Awesome tank... I love it...


----------



## AlexRaven (Oct 7, 2008)

Thank you ICPjuggla !


----------



## malaybiswas (Nov 2, 2008)

awesome tank!


----------



## Hilde (May 19, 2008)

AlexRaven said:


> The rainbows are Iriatherina werneri and they are my favorite fish for photo shooting.


I read that their life span is max 3 years. Have you found this to be so?


----------



## AlexRaven (Oct 7, 2008)

Dont know, I have my Iriatherinas 1 year now. The only thing I can say is that they reach their full size and coloration after 8-12 months, and that the fry is extremely difficult to be kept alive....I totally failed many times to raise young werneri's. Tried green water, mini pond, infusoria,rotorians, but nothing worked.They simply starved. No baby lived more than 4-5 days.

About the tank and the layout, the "skeleton of a bush" took the 66th position in IAPLC and the 6th position at AAC, and I am very happy ! Not bad for a newbie like me in aquascaping !


----------



## doggyhog (Oct 7, 2009)

*Gasp* Oh my gosh!! It's stunning!!!!!!!!!!!


----------



## pamiboo (Nov 19, 2009)

Wow man, your tank is breathtaking. I am totally awestruck!


----------



## londonloco (Aug 25, 2005)

Below is a pic I found on a planted tank forum three months ago. It's been the wallpaper on my computer ever since. I can't believe I found this thread. It's the same tank!!










Definitely the most beautiful planted aquarium I have ever seen.


----------



## Amazonfish (Oct 20, 2009)

Wow! Very beautiful.


----------



## AlexRaven (Oct 7, 2008)

Thank you all !!
I never thought that somebody in another part of the globe is using my aquarium as a wallpaper :eek5:
Thats a big honor for me,since this is my 1st serious aquascape.:hihi:

I want to show you something...
After the competitions, I really enjoyed my tank without stress about being everything perfect, and Ι left the plants grow up to the surface.
My "skeleton of a bush" in its primes, was a sparkling clean, and well balanced layout, but the jungle followed the next months was even better !!! No jury would appreciate this out of control growth ,but I just couldnt take my eyes out of it. The colors and the lush plant growth were amazing !!
Take a look :icon_wink


----------



## Solid (Jul 19, 2009)

This tank is absolutely amazing! And wow the colors are really stunning now! thanks for inspiring the rest of us.


----------



## jmhart (Mar 14, 2008)

Great tank!

My original thought was "It's tanks like these that make the case for a nice clean look" but then I saw your most recent photo...and now I say "forgot all that, I like the jungle."


----------



## leemacnyc (Dec 28, 2005)

Stunning!!!


----------



## JustOneMore21 (May 23, 2006)

You have a very beautiful tank! I like the after contest version, myself.  I hope to use this as inspiration for my new tank. Great job!


----------



## vtkid (Jan 5, 2009)

wow man this is rediculous. you have some of the brightest reds i have ever seen.
is that l. aromatica in the back left, it doesnt even have a hint of green.


----------



## AlexRaven (Oct 7, 2008)

I am glad you like it.
Just a correction... the photo was taken last June. Since then I rescaped the tank and took part at AGA 09 with a slightly new aquascape:http://showcase.aquatic-gardeners.org/2009.cgi?&op=showcase&category=0&vol=2&id=122



> vtkid :wow man this is rediculous. you have some of the brightest reds i have ever seen.
> is that l. aromatica in the back left, it doesnt even have a hint of green.

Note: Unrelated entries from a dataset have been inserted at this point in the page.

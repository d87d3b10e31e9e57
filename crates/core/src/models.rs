//! Domain model types shared by every lifecycle component.
//!
//! These types bridge the signal adapter, exit state, lifecycle controller,
//! and cleanup sequencer.

use std::fmt;
use std::sync::Arc;

use serde::{Deserialize, Serialize};

// ---------------------------------------------------------------------------
// Exit reason
// ---------------------------------------------------------------------------

/// The single cause for process termination.
///
/// Exactly one reason is latched per process run (see
/// [`ExitState`](crate::exit_state::ExitState)); `Error` carries the captured
/// worker fault so it can be logged during cleanup.
#[derive(Debug, Clone)]
pub enum ExitReason {
    /// The worker returned on its own.
    Normal,
    /// The worker raised an unhandled fault.
    Error(Fault),
    /// Interactive interrupt or a host-initiated stop.
    UserCancel,
    /// The console window was closed (SIGHUP on Unix).
    Close,
    /// The user is logging off.
    LogOff,
    /// The system is shutting down (SIGTERM on Unix).
    Shutdown,
}

impl ExitReason {
    /// Numeric process exit code.
    ///
    /// Every non-fault termination uses a negative code so it can never be
    /// mistaken for a conventional failure status.
    pub fn exit_code(&self) -> i32 {
        match self {
            Self::Normal => 0,
            Self::Error(_) => 1,
            Self::UserCancel => -1,
            Self::Close => -2,
            Self::LogOff => -5,
            Self::Shutdown => -6,
        }
    }

    pub fn kind(&self) -> ExitKind {
        match self {
            Self::Normal => ExitKind::Normal,
            Self::Error(_) => ExitKind::Error,
            Self::UserCancel => ExitKind::UserCancel,
            Self::Close => ExitKind::Close,
            Self::LogOff => ExitKind::LogOff,
            Self::Shutdown => ExitKind::Shutdown,
        }
    }

    /// The captured fault, if this is an `Error` reason.
    pub fn fault(&self) -> Option<&Fault> {
        match self {
            Self::Error(fault) => Some(fault),
            _ => None,
        }
    }

    /// Whether this reason originated from an OS console notification.
    pub fn is_os_notification(&self) -> bool {
        matches!(self, Self::Close | Self::LogOff | Self::Shutdown)
    }
}

impl fmt::Display for ExitReason {
    fn fmt(&self, f: &mut fmt::Formatter<'_>) -> fmt::Result {
        self.kind().fmt(f)
    }
}

/// Fieldless discriminant of [`ExitReason`], handy for comparisons and logs.
#[derive(Debug, Clone, Copy, PartialEq, Eq, Hash, Serialize, Deserialize)]
#[serde(rename_all = "snake_case")]
pub enum ExitKind {
    Normal,
    Error,
    UserCancel,
    Close,
    LogOff,
    Shutdown,
}

impl fmt::Display for ExitKind {
    fn fmt(&self, f: &mut fmt::Formatter<'_>) -> fmt::Result {
        match self {
            Self::Normal => write!(f, "normal"),
            Self::Error => write!(f, "error"),
            Self::UserCancel => write!(f, "user_cancel"),
            Self::Close => write!(f, "close"),
            Self::LogOff => write!(f, "log_off"),
            Self::Shutdown => write!(f, "shutdown"),
        }
    }
}

// ---------------------------------------------------------------------------
// Fault
// ---------------------------------------------------------------------------

/// A worker fault captured for logging.
///
/// Shared behind an `Arc` so the latched [`ExitReason`] stays cheaply
/// cloneable.
#[derive(Debug, Clone)]
pub struct Fault(Arc<anyhow::Error>);

impl Fault {
    pub fn new(error: anyhow::Error) -> Self {
        Self(Arc::new(error))
    }

    pub fn error(&self) -> &anyhow::Error {
        &self.0
    }
}

impl From<anyhow::Error> for Fault {
    fn from(error: anyhow::Error) -> Self {
        Self::new(error)
    }
}

impl fmt::Display for Fault {
    fn fmt(&self, f: &mut fmt::Formatter<'_>) -> fmt::Result {
        // Alternate formatting prints the whole context chain.
        write!(f, "{:#}", self.0)
    }
}

// ---------------------------------------------------------------------------
// Lifecycle state
// ---------------------------------------------------------------------------

/// Phase of the lifecycle state machine.
///
/// `Starting → Running → StopRequested → Draining → Stopped`; transitions are
/// monotonic.
#[derive(Debug, Clone, Copy, PartialEq, Eq, PartialOrd, Ord, Hash, Serialize, Deserialize)]
#[serde(rename_all = "snake_case")]
#[repr(u8)]
pub enum LifecycleState {
    Starting = 0,
    Running = 1,
    StopRequested = 2,
    Draining = 3,
    Stopped = 4,
}

impl LifecycleState {
    /// Decode the raw representation stored in an atomic cell.
    pub fn from_u8(raw: u8) -> Self {
        match raw {
            0 => Self::Starting,
            1 => Self::Running,
            2 => Self::StopRequested,
            3 => Self::Draining,
            _ => Self::Stopped,
        }
    }
}

impl fmt::Display for LifecycleState {
    fn fmt(&self, f: &mut fmt::Formatter<'_>) -> fmt::Result {
        match self {
            Self::Starting => write!(f, "starting"),
            Self::Running => write!(f, "running"),
            Self::StopRequested => write!(f, "stop_requested"),
            Self::Draining => write!(f, "draining"),
            Self::Stopped => write!(f, "stopped"),
        }
    }
}
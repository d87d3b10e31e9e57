//! TOML-based configuration for warden.
//!
//! Every section is optional; an empty file yields the built-in defaults.
//! Durations are stored as plain integers and exposed as [`Duration`]
//! through accessor methods.

use std::path::Path;
use std::time::Duration;

use serde::{Deserialize, Serialize};
use tracing::{debug, info};

use crate::errors::ConfigError;
use crate::models::ExitKind;

// ---------------------------------------------------------------------------
// Top-level config
// ---------------------------------------------------------------------------

/// Top-level application configuration loaded from a TOML file.
#[derive(Debug, Clone, Default, Serialize, Deserialize)]
pub struct AppConfig {
    /// Process-level settings (logging).
    #[serde(default)]
    pub daemon: DaemonConfig,

    /// Shutdown coordination settings.
    #[serde(default)]
    pub lifecycle: LifecycleConfig,

    /// Cleanup budgets per exit reason.
    #[serde(default)]
    pub cleanup: CleanupConfig,

    /// Opaque settings handed to the worker body.
    #[serde(default)]
    pub worker: WorkerConfig,
}

// ---------------------------------------------------------------------------
// Daemon
// ---------------------------------------------------------------------------

/// Process-level configuration.
#[derive(Debug, Clone, Serialize, Deserialize)]
pub struct DaemonConfig {
    /// Minimum tracing level: trace, debug, info, warn, error.
    #[serde(default = "default_log_level")]
    pub log_level: String,

    /// Directory for a daily rolling log file. Console only when unset.
    #[serde(default)]
    pub log_dir: Option<std::path::PathBuf>,
}

fn default_log_level() -> String {
    "info".into()
}

impl Default for DaemonConfig {
    fn default() -> Self {
        Self {
            log_level: default_log_level(),
            log_dir: None,
        }
    }
}

// ---------------------------------------------------------------------------
// Lifecycle
// ---------------------------------------------------------------------------

/// What to do when the OS termination callback cannot be installed.
#[derive(Debug, Clone, Copy, Default, Serialize, Deserialize, PartialEq, Eq)]
#[serde(rename_all = "snake_case")]
pub enum SignalRegistrationPolicy {
    /// Refuse to start: graceful shutdown cannot be guaranteed.
    #[default]
    Required,
    /// Log a warning and keep running without OS notifications.
    BestEffort,
}

/// Shutdown coordination configuration.
#[derive(Debug, Clone, Serialize, Deserialize)]
pub struct LifecycleConfig {
    /// How often a blocked OS signal callback re-checks the cleanup flag.
    #[serde(default = "default_signal_poll_ms")]
    pub signal_poll_ms: u64,

    /// Upper bound on waiting for the worker to finish while draining.
    #[serde(default = "default_drain_timeout")]
    pub drain_timeout_secs: u64,

    /// Policy applied when signal registration fails.
    #[serde(default)]
    pub signal_registration: SignalRegistrationPolicy,
}

fn default_signal_poll_ms() -> u64 {
    1000
}
fn default_drain_timeout() -> u64 {
    10
}

impl Default for LifecycleConfig {
    fn default() -> Self {
        Self {
            signal_poll_ms: default_signal_poll_ms(),
            drain_timeout_secs: default_drain_timeout(),
            signal_registration: SignalRegistrationPolicy::default(),
        }
    }
}

impl LifecycleConfig {
    pub fn signal_poll(&self) -> Duration {
        Duration::from_millis(self.signal_poll_ms)
    }

    pub fn drain_timeout(&self) -> Duration {
        Duration::from_secs(self.drain_timeout_secs)
    }
}

// ---------------------------------------------------------------------------
// Cleanup
// ---------------------------------------------------------------------------

/// Cleanup budgets.
///
/// `Normal`, `UserCancel` and `Error` share `budget_secs`. The OS-driven
/// reasons are bounded by the grace period the OS grants minus
/// `grace_margin_ms`, so the cleanup flag is always set before a forced kill.
#[derive(Debug, Clone, Serialize, Deserialize)]
pub struct CleanupConfig {
    /// Length of one cleanup tick.
    #[serde(default = "default_tick_ms")]
    pub tick_ms: u64,

    /// Budget for Normal / UserCancel / Error cleanup.
    #[serde(default = "default_budget")]
    pub budget_secs: u64,

    /// OS grace period after a console close.
    #[serde(default = "default_close_grace")]
    pub close_grace_secs: u64,

    /// OS grace period after a log-off.
    #[serde(default = "default_logoff_grace")]
    pub logoff_grace_secs: u64,

    /// OS grace period after a system shutdown notification.
    #[serde(default = "default_shutdown_grace")]
    pub shutdown_grace_secs: u64,

    /// Slack kept between the end of cleanup and the OS deadline.
    #[serde(default = "default_grace_margin")]
    pub grace_margin_ms: u64,
}

fn default_tick_ms() -> u64 {
    1000
}
fn default_budget() -> u64 {
    10
}
fn default_close_grace() -> u64 {
    5
}
fn default_logoff_grace() -> u64 {
    5
}
fn default_shutdown_grace() -> u64 {
    20
}
fn default_grace_margin() -> u64 {
    1000
}

impl Default for CleanupConfig {
    fn default() -> Self {
        Self {
            tick_ms: default_tick_ms(),
            budget_secs: default_budget(),
            close_grace_secs: default_close_grace(),
            logoff_grace_secs: default_logoff_grace(),
            shutdown_grace_secs: default_shutdown_grace(),
            grace_margin_ms: default_grace_margin(),
        }
    }
}

impl CleanupConfig {
    pub fn tick(&self) -> Duration {
        Duration::from_millis(self.tick_ms)
    }

    /// Total time cleanup may take for the given exit reason.
    pub fn budget_for(&self, kind: ExitKind) -> Duration {
        let margin = Duration::from_millis(self.grace_margin_ms);
        let grace = |secs: u64| Duration::from_secs(secs).saturating_sub(margin);
        match kind {
            ExitKind::Normal | ExitKind::UserCancel | ExitKind::Error => {
                Duration::from_secs(self.budget_secs)
            }
            ExitKind::Close => grace(self.close_grace_secs),
            ExitKind::LogOff => grace(self.logoff_grace_secs),
            ExitKind::Shutdown => grace(self.shutdown_grace_secs),
        }
    }

    /// Number of whole ticks that fit in the budget for `kind`.
    pub fn ticks_for(&self, kind: ExitKind) -> u32 {
        let tick = self.tick_ms.max(1) as u128;
        let ticks = self.budget_for(kind).as_millis() / tick;
        u32::try_from(ticks).unwrap_or(u32::MAX)
    }
}

// ---------------------------------------------------------------------------
// Worker
// ---------------------------------------------------------------------------

/// Settings consumed by the worker body only.
#[derive(Debug, Clone, Serialize, Deserialize)]
pub struct WorkerConfig {
    /// Heartbeat period.
    #[serde(default = "default_worker_interval")]
    pub interval_ms: u64,

    /// Raise a fault after this many heartbeats.
    #[serde(default)]
    pub fail_after_ticks: Option<u64>,

    /// Return normally after this many heartbeats.
    #[serde(default)]
    pub run_for_ticks: Option<u64>,
}

fn default_worker_interval() -> u64 {
    1000
}

impl Default for WorkerConfig {
    fn default() -> Self {
        Self {
            interval_ms: default_worker_interval(),
            fail_after_ticks: None,
            run_for_ticks: None,
        }
    }
}

impl WorkerConfig {
    pub fn interval(&self) -> Duration {
        Duration::from_millis(self.interval_ms)
    }
}

// ---------------------------------------------------------------------------
// Loading & validation
// ---------------------------------------------------------------------------

const LOG_LEVELS: [&str; 5] = ["trace", "debug", "info", "warn", "error"];

impl AppConfig {
    /// Load an [`AppConfig`] from a TOML file at the given path.
    pub fn load_from_file<P: AsRef<Path>>(path: P) -> Result<Self, ConfigError> {
        let path = path.as_ref();
        info!(path = %path.display(), "loading configuration");

        if !path.exists() {
            return Err(ConfigError::FileNotFound(path.display().to_string()));
        }

        let contents = std::fs::read_to_string(path)?;
        let config: AppConfig =
            toml::from_str(&contents).map_err(|e| ConfigError::ParseError(e.to_string()))?;

        debug!("configuration parsed successfully");
        Ok(config)
    }

    /// Validate that all values are sane.
    pub fn validate(&self) -> Result<(), ConfigError> {
        if !LOG_LEVELS.contains(&self.daemon.log_level.to_ascii_lowercase().as_str()) {
            return Err(ConfigError::InvalidValue {
                field: "daemon.log_level".into(),
                detail: format!("expected one of {}", LOG_LEVELS.join(", ")),
            });
        }
        if self.lifecycle.signal_poll_ms == 0 {
            return Err(ConfigError::InvalidValue {
                field: "lifecycle.signal_poll_ms".into(),
                detail: "poll interval must be > 0".into(),
            });
        }
        if self.lifecycle.drain_timeout_secs == 0 {
            return Err(ConfigError::InvalidValue {
                field: "lifecycle.drain_timeout_secs".into(),
                detail: "drain timeout must be > 0".into(),
            });
        }
        if self.cleanup.tick_ms == 0 {
            return Err(ConfigError::InvalidValue {
                field: "cleanup.tick_ms".into(),
                detail: "tick length must be > 0".into(),
            });
        }
        if self.worker.interval_ms == 0 {
            return Err(ConfigError::InvalidValue {
                field: "worker.interval_ms".into(),
                detail: "heartbeat interval must be > 0".into(),
            });
        }

        let margin = Duration::from_millis(self.cleanup.grace_margin_ms);
        for (field, secs) in [
            ("cleanup.close_grace_secs", self.cleanup.close_grace_secs),
            ("cleanup.logoff_grace_secs", self.cleanup.logoff_grace_secs),
            ("cleanup.shutdown_grace_secs", self.cleanup.shutdown_grace_secs),
        ] {
            if Duration::from_secs(secs) <= margin {
                return Err(ConfigError::InvalidValue {
                    field: field.into(),
                    detail: "grace period must exceed cleanup.grace_margin_ms".into(),
                });
            }
        }

        Ok(())
    }

    /// Convenience: load and validate in one call.
    pub fn load_and_validate<P: AsRef<Path>>(path: P) -> Result<Self, ConfigError> {
        let config = Self::load_from_file(path)?;
        config.validate()?;
        Ok(config)
    }
}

The reds are a little enhanced by the exposure of the camera,but yes they were very red at that time because af high PO4, low NO3 and lots of Iron. I also upgraded my lighting to 614 watts (for 5 hours) so no wonder that L.aromatica went crazy !


----------



## seds (Jan 30, 2009)

AlexRaven, Where did you get the aquatic moss _Cratoneuron filicinum_? Is it collected from the wild? Can you get a close up on it?

What does it look like submerged?? I HOPE you see this post eventually.


----------



## AlexRaven (Oct 7, 2008)

seds said:


> AlexRaven, Where did you get the aquatic moss _Cratoneuron filicinum_? Is it collected from the wild? Can you get a close up on it?
> 
> What does it look like submerged?? I HOPE you see this post eventually.

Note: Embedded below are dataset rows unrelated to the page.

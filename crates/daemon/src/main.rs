//! warden daemon entry point.
//!
//! Loads configuration, initializes logging, runs the heartbeat worker under
//! the lifecycle controller, and exits with the code of whichever exit reason
//! was latched first.

mod heartbeat;

use std::path::{Path, PathBuf};
use std::sync::Arc;

use anyhow::{Context, Result};
use clap::Parser;
use tracing::{error, info};
use tracing_appender::non_blocking::WorkerGuard;
use tracing_subscriber::prelude::*;
use tracing_subscriber::{fmt, EnvFilter};

use warden_core::errors::LifecycleError;
use warden_core::{AppConfig, ConsoleHost, ExitReason, LifecycleController};

use crate::heartbeat::HeartbeatWorker;

const DEFAULT_CONFIG_PATH: &str = "~/.config/warden/warden.toml";

// ---------------------------------------------------------------------------
// CLI arguments
// ---------------------------------------------------------------------------

/// warden console daemon.
#[derive(Parser, Debug)]
#[command(
    name = "warden",
    version,
    about = "Run a background worker with graceful, signal-driven shutdown"
)]
struct Args {
    /// Path to the TOML configuration file.
    #[arg(short, long)]
    config: Option<String>,

    /// Override the log level from the config file (trace, debug, info, warn, error).
    #[arg(long)]
    log_level: Option<String>,

    /// Make the worker fail after this many heartbeats.
    #[arg(long, value_name = "N")]
    fail_after: Option<u64>,

    /// Make the worker finish normally after this many heartbeats.
    #[arg(long, value_name = "N")]
    run_for: Option<u64>,

    /// Print the resolved configuration and exit.
    #[arg(long)]
    dry_run: bool,
}

// ---------------------------------------------------------------------------
// Main
// ---------------------------------------------------------------------------

#[tokio::main]
async fn main() -> Result<()> {
    let args = Args::parse();

    let (mut config, config_path) = load_config(args.config.as_deref())?;
    if let Some(level) = args.log_level {
        config.daemon.log_level = level;
    }
    if args.fail_after.is_some() {
        config.worker.fail_after_ticks = args.fail_after;
    }
    if args.run_for.is_some() {
        config.worker.run_for_ticks = args.run_for;
    }
    config
        .validate()
        .context("configuration validation failed")?;

    if args.dry_run {
        let rendered =
            toml::to_string_pretty(&config).context("failed to render configuration")?;
        println!("{rendered}");
        return Ok(());
    }

    let guard = init_tracing(&config.daemon.log_level, config.daemon.log_dir.as_deref())?;

    // Startup banner
    info!("========================================");
    info!("  warden v{}", env!("CARGO_PKG_VERSION"));
    info!("========================================");
    match &config_path {
        Some(path) => info!("Config file   : {}", path.display()),
        None => info!("Config file   : <defaults>"),
    }
    info!("Heartbeat     : {}ms", config.worker.interval_ms);
    info!("Drain timeout : {}s", config.lifecycle.drain_timeout_secs);
    info!("Cleanup tick  : {}ms", config.cleanup.tick_ms);
    info!("Signals       : {:?}", config.lifecycle.signal_registration);
    info!("Log level     : {}", config.daemon.log_level);
    info!("========================================");

    let code = match run(&config).await {
        Ok(reason) => {
            info!(reason = %reason, exit_code = reason.exit_code(), "warden stopped");
            reason.exit_code()
        }
        Err(e) => {
            error!(error = %e, "warden failed to start");
            1
        }
    };

    // process::exit skips destructors; flush the file writer first.
    drop(guard);
    std::process::exit(code);
}

async fn run(config: &AppConfig) -> Result<ExitReason, LifecycleError> {
    let host = Arc::new(ConsoleHost::new());
    let interrupt = host.listen_for_interrupt();

    let controller = LifecycleController::new(host, config);
    let result = controller
        .run(HeartbeatWorker::new(&config.worker))
        .await;

    interrupt.abort();
    result
}

// ---------------------------------------------------------------------------
// Configuration
// ---------------------------------------------------------------------------

/// Load the configuration file. An explicit path must exist; a missing
/// default file falls back to built-in defaults.
fn load_config(explicit: Option<&str>) -> Result<(AppConfig, Option<PathBuf>)> {
    let (path, required) = match explicit {
        Some(path) => (PathBuf::from(expand_tilde(path)), true),
        None => (PathBuf::from(expand_tilde(DEFAULT_CONFIG_PATH)), false),
    };

    if !required && !path.exists() {
        return Ok((AppConfig::default(), None));
    }

    let config = AppConfig::load_from_file(&path)
        .with_context(|| format!("failed to load configuration file {}", path.display()))?;
    Ok((config, Some(path)))
}

/// Expand `~` to the user's home directory.
fn expand_tilde(path: &str) -> String {
    if let Some(rest) = path.strip_prefix("~/") {
        if let Some(home) = dirs::home_dir() {
            return home.join(rest).display().to_string();
        }
    }
    path.to_string()
}

// ---------------------------------------------------------------------------
// Logging
// ---------------------------------------------------------------------------

/// Console logging, plus a daily rolling file when `log_dir` is set. The
/// returned guard must outlive all logging.
fn init_tracing(level: &str, log_dir: Option<&Path>) -> Result<Option<WorkerGuard>> {
    let filter = EnvFilter::try_from_default_env()
        .or_else(|_| EnvFilter::try_new(level))
        .unwrap_or_else(|_| EnvFilter::new("info"));
    let console = fmt::layer().with_target(true).with_thread_ids(false);

    let Some(dir) = log_dir else {
        tracing_subscriber::registry()
            .with(filter)
            .with(console)
            .init();
        return Ok(None);
    };

    std::fs::create_dir_all(dir)
        .with_context(|| format!("failed to create log directory {}", dir.display()))?;
    let appender = tracing_appender::rolling::daily(dir, "warden.log");
    let (writer, guard) = tracing_appender::non_blocking(appender);

    tracing_subscriber::registry()
        .with(filter)
        .with(console)
        .with(fmt::layer().with_writer(writer).with_ansi(false))
        .init();
    Ok(Some(guard))
}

Hi seds, I bought the Triangle moss, from LFS. It was a dennerle product , labeled as _Versicularia dubyana_. I though I have bought the ordinary java moss, but after some time I discovered it was something else and by asking around and doing a small research the new moss was identifyied as _Cratoneuron filicinum_. 
When submerged it looks very attractive, stays small and grows upwards.
Sorry, dont have any close up photo.


----------



## VincentK (Dec 16, 2009)

I really like your tank, it's very eye pleasing, I also like the red plants and fish against the green.


----------